Most of the polls in New Hampshire indicate Senator Kerry has built a double-digit lead over former Vermont Governor Howard Dean and the other Democratic contenders.
But Senator Kerry is reluctant to discuss his lead in the polls, preferring to make the case that he would be the strongest Democrat to take on President Bush in the November election.
"I am not here to talk about polls," said Mr. Kerry on Fox News Sunday. "I do not look at the polls. I want to talk about why I am the best person to beat George Bush. And I think I am because I have 35 years of experience in fighting against powerful interests to get things done that really represent the concerns of people, real people."
A new poll from Newsweek magazine found Senator Kerry would defeat the president 49 to 46 percent if the election were held today. Newsweek says that is the first time their poll shows a Democrat beating the president.
The latest polls also indicate that while Senator Kerry is holding a comfortable lead over his six rivals, there is a close battle brewing for second place in New Hampshire.
Former Vermont Governor Howard Dean, retired General Wesley Clark and North Carolina Senator John Edwards are all within striking distance of a second-place finish.
Howard Dean, who led in New Hampshire for months, emphasized his foreign policy differences with the president during a Sunday rally.
"If you make me president, I will restore the honor and the dignity and the respect that this country deserves by embarking on a foreign policy that is principally based on cooperation and not confrontation," he announced.
All three contenders trailing Senator Kerry continue to draw large crowds. For example, when Senator John Edwards spoke at a school in the town of Rochester near the New Hampshire-Maine border late Saturday, the crowd was so large that it spilled over into a second room.
Senator Edwards is hoping for the same kind of late surge of support here that propelled him to a surprisingly strong second-place finish in the Iowa caucuses.
"This democracy, this government, it does not belong to that crowd of insiders in Washington and their lobbyists," he said. "It belongs to you and when I am your president, we will restore the power in this democracy to you, where it began, where it belongs. You and I, we are going to do this together. Yes we are!"
New Hampshire voter Jennifer Shone has yet to decide who she will support in Tuesday's primary. Like many voters here, she is concerned with issues like health care, education and the environment. But she says the determining issue for her is finding the Democrat with the best chance of defeating President Bush in the November election.

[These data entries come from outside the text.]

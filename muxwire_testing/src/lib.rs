//! Utilities for driving a [`Connection`](muxwire::Connection) and the
//! WebSocket reader with in-memory transports during tests.
//!
//! [`ScriptedPeer`] plays the far end of a connection frame by frame:
//!
//! ```rust
//! use muxwire::{ConnectionBuilder, Role, Settings};
//! use muxwire_testing::ScriptedPeer;
//!
//! # #[tokio::main(flavor = "current_thread")]
//! # async fn main() -> std::io::Result<()> {
//! let (connection, mut peer) = ScriptedPeer::pair(ConnectionBuilder::new(Role::Client));
//! connection.open().await.map_err(std::io::Error::other)?;
//! let announced = peer.handshake(Settings::new()).await?;
//! assert_eq!(announced, connection.local_settings());
//! # Ok(())
//! # }
//! ```

pub mod logging;
pub mod macros;
pub mod peer;
pub mod ws;

pub use logging::{LoggerHandle, logger};
pub use peer::{DEFAULT_TIMEOUT, DUPLEX_CAPACITY, ScriptedPeer};
pub use ws::{Recorder, WsEvent};
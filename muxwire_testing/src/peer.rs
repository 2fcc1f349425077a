//! A scripted far end for a [`Connection`] under test.
//!
//! The peer speaks raw frames over the other half of an in-memory duplex
//! using the crate's own codec, so tests can play either endpoint byte for
//! byte while the connection under test runs its real reader and writer.

use std::{io, time::Duration};

use futures::{SinkExt, StreamExt};
use muxwire::{
    Connection,
    ConnectionBuilder,
    Frame,
    FrameDecoder,
    FrameEncoder,
    FrameError,
    Role,
    Settings,
    frame::CONNECTION_PREFACE,
};
use tokio::{
    io::{AsyncWriteExt, DuplexStream, ReadHalf, WriteHalf},
    time::timeout,
};
use tokio_util::codec::{FramedRead, FramedWrite};

/// Buffer size of the in-memory transport.
pub const DUPLEX_CAPACITY: usize = 1 << 20;

/// How long [`ScriptedPeer::next_frame`] waits by default.
pub const DEFAULT_TIMEOUT: Duration = Duration::from_secs(2);

/// The far end of a connection under test.
pub struct ScriptedPeer {
    role: Role,
    frames: FramedRead<ReadHalf<DuplexStream>, FrameDecoder>,
    sink: FramedWrite<WriteHalf<DuplexStream>, FrameEncoder>,
    timeout: Duration,
}

impl ScriptedPeer {
    /// Build a connection from `builder` over a fresh duplex and return it
    /// with a peer playing the opposite role. The connection is not opened.
    pub fn pair(builder: ConnectionBuilder) -> (Connection, Self) {
        let (near, far) = tokio::io::duplex(DUPLEX_CAPACITY);
        let connection = builder.build(near);
        let role = match connection.role() {
            Role::Client => Role::Server,
            Role::Server => Role::Client,
        };
        let (read, write) = tokio::io::split(far);
        let peer = Self {
            role,
            frames: FramedRead::new(read, FrameDecoder::new(role == Role::Server)),
            sink: FramedWrite::new(write, FrameEncoder::new()),
            timeout: DEFAULT_TIMEOUT,
        };
        (connection, peer)
    }

    /// Role the peer plays.
    pub fn role(&self) -> Role { self.role }

    /// Change how long reads wait before failing with `TimedOut`.
    pub fn set_timeout(&mut self, timeout: Duration) { self.timeout = timeout; }

    /// Send one frame.
    ///
    /// # Errors
    ///
    /// Returns an error if the frame cannot be encoded or written.
    pub async fn send(&mut self, frame: Frame) -> Result<(), FrameError> { self.sink.send(frame).await }

    /// Send the client connection preface. Only meaningful for a client peer.
    ///
    /// # Errors
    ///
    /// Returns an error if the bytes cannot be written.
    pub async fn send_preface(&mut self) -> io::Result<()> {
        let io = self.sink.get_mut();
        io.write_all(CONNECTION_PREFACE).await?;
        io.flush().await
    }

    /// Send raw bytes, bypassing the encoder.
    ///
    /// # Errors
    ///
    /// Returns an error if the bytes cannot be written.
    pub async fn send_raw(&mut self, bytes: &[u8]) -> io::Result<()> {
        let io = self.sink.get_mut();
        io.write_all(bytes).await?;
        io.flush().await
    }

    /// Read the next frame. `Ok(None)` means the connection released the
    /// transport.
    ///
    /// # Errors
    ///
    /// Returns `TimedOut` if no frame arrives in time, or the decode failure.
    pub async fn next_frame(&mut self) -> io::Result<Option<Frame>> {
        match timeout(self.timeout, self.frames.next()).await {
            Err(_) => Err(io::Error::new(io::ErrorKind::TimedOut, "no frame from connection")),
            Ok(None) => Ok(None),
            Ok(Some(frame)) => frame.map(Some).map_err(io::Error::other),
        }
    }

    /// Read frames until one satisfies `wanted`, discarding the rest.
    ///
    /// # Errors
    ///
    /// As for [`ScriptedPeer::next_frame`], plus `UnexpectedEof` if the
    /// transport ends first.
    pub async fn next_matching(&mut self, wanted: impl Fn(&Frame) -> bool) -> io::Result<Frame> {
        loop {
            match self.next_frame().await? {
                Some(frame) if wanted(&frame) => return Ok(frame),
                Some(_) => {}
                None => return Err(io::ErrorKind::UnexpectedEof.into()),
            }
        }
    }

    /// Read frames until the transport closes, returning what was seen.
    ///
    /// # Errors
    ///
    /// As for [`ScriptedPeer::next_frame`].
    pub async fn drain(&mut self) -> io::Result<Vec<Frame>> {
        let mut frames = Vec::new();
        while let Some(frame) = self.next_frame().await? {
            frames.push(frame);
        }
        Ok(frames)
    }

    /// Complete the opening exchange with an opened connection: send the
    /// preface when playing the client, send `settings`, then read up to and
    /// including the connection's own SETTINGS, which is returned.
    ///
    /// # Errors
    ///
    /// Returns an error if a write fails or the connection's SETTINGS does
    /// not arrive.
    pub async fn handshake(&mut self, settings: Settings) -> io::Result<Settings> {
        if self.role == Role::Client {
            self.send_preface().await?;
        }
        self.send(Frame::Settings { ack: false, settings })
            .await
            .map_err(io::Error::other)?;
        match self
            .next_matching(|frame| matches!(frame, Frame::Settings { ack: false, .. }))
            .await?
        {
            Frame::Settings { settings, .. } => Ok(settings),
            _ => unreachable!("matched SETTINGS"),
        }
    }
}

"I watched the debate the other night and that helped to fine-tune some things again for me," she said. "So, I think a lot of people are still undecided, but one thing I think people are decided about is we want George Bush out of there."
Tuesday's New Hampshire primary is seen as a major test in the battle for the Democratic party's presidential nomination. After New Hampshire, the next major test will come in South Carolina and six other states on February 3.